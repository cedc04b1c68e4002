//! Species definitions.

use serde::{Deserialize, Serialize};

use crate::assignable::{Assign, Assignable};
use crate::expr::Expr;
use crate::model::Model;
use crate::units::Unit;

/// A chemical species living inside a compartment.
///
/// A species' amount and concentration are two views of one physical
/// quantity, related through the compartment size. The species therefore
/// stores a single initial value plus a record of which view it was given
/// in; the translation derives the other view, never letting the two be set
/// independently.
#[derive(Debug, Clone, Serialize, Deserialize)]
pub struct Species {
    sid: String,
    compartment: String,
    is_amount: bool,
    is_boundary: bool,
    is_constant: bool,
    substance_units: Option<Unit>,
    conversion_factor: Option<String>,
    initial_in_amount: Option<bool>,
    assign: Assign,
}

impl Species {
    pub(crate) fn new(
        compartment: impl Into<String>,
        sid: impl Into<String>,
        is_amount: bool,
        is_boundary: bool,
        is_constant: bool,
    ) -> Self {
        Species {
            sid: sid.into(),
            compartment: compartment.into(),
            is_amount,
            is_boundary,
            is_constant,
            substance_units: None,
            conversion_factor: None,
            initial_in_amount: None,
            assign: Assign::default(),
        }
    }

    /// The SId of the compartment this species lives in.
    pub fn compartment(&self) -> &str {
        &self.compartment
    }

    /// Whether the species is tracked in absolute amount rather than
    /// concentration.
    pub fn is_amount(&self) -> bool {
        self.is_amount
    }

    /// Whether the species is excluded from reaction-driven rate
    /// aggregation.
    pub fn is_boundary(&self) -> bool {
        self.is_boundary
    }

    pub fn is_constant(&self) -> bool {
        self.is_constant
    }

    pub fn substance_units(&self) -> Option<Unit> {
        self.substance_units
    }

    pub fn set_substance_units(&mut self, units: Unit) {
        self.substance_units = Some(units);
    }

    /// The units an amount of this species is measured in: its own
    /// substance units if declared, else the model default.
    pub fn amount_units(&self, model: &Model) -> Unit {
        self.substance_units
            .unwrap_or_else(|| model.substance_units())
    }

    /// The SId of the parameter scaling this species' reaction-driven rate,
    /// if one was declared on the species itself.
    pub fn conversion_factor(&self) -> Option<&str> {
        self.conversion_factor.as_deref()
    }

    pub(crate) fn set_conversion_factor(&mut self, parameter_sid: impl Into<String>) {
        self.conversion_factor = Some(parameter_sid.into());
    }

    /// Seeds the initial value in an explicit view: `in_amount` marks the
    /// expression as an amount rather than a concentration.
    pub fn set_initial_value_as(&mut self, value: Expr, in_amount: bool) {
        if !self.assign.has_initial_assignment() {
            self.initial_in_amount = Some(in_amount);
        }
        self.assign.set_initial_value(value);
    }

    /// Whether the resolved initial value denotes an amount. Defaults to the
    /// species' own tracking mode when no initial value was given.
    pub fn initial_in_amount(&self) -> bool {
        self.initial_in_amount.unwrap_or(self.is_amount)
    }
}

impl Assignable for Species {
    fn sid(&self) -> &str {
        &self.sid
    }

    fn assign(&self) -> &Assign {
        &self.assign
    }

    fn assign_mut(&mut self) -> &mut Assign {
        &mut self.assign
    }

    fn set_initial_value(&mut self, value: Expr) {
        // Without an explicit view, an initial value is read in the species'
        // own tracking mode.
        self.set_initial_value_as(value, self.is_amount);
    }

    fn apply_initial_assignment(&mut self, value: Expr) {
        self.initial_in_amount = Some(self.is_amount);
        self.assign.override_initial(value);
    }
}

**********

:: Problem ::
The answer should consist of the lines from the first line of the entries through the line with "pub struct Species", copied exactly.

:: Solution to the exercise ::
repository cedc04b1c68e4002
//! Species definitions.

use serde::{Deserialize, Serialize};

use crate::assignable::{Assign, Assignable};
use crate::expr::Expr;
use crate::model::Model;
use crate::units::Unit;

/// A chemical species living inside a compartment.
///
/// A species' amount and concentration are two views of one physical
/// quantity, related through the compartment size. The species therefore
/// stores a single initial value plus a record of which view it was given
/// in; the translation derives the other view, never letting the two be set
/// independently.
#[derive(Debug, Clone, Serialize, Deserialize)]
pub struct Species {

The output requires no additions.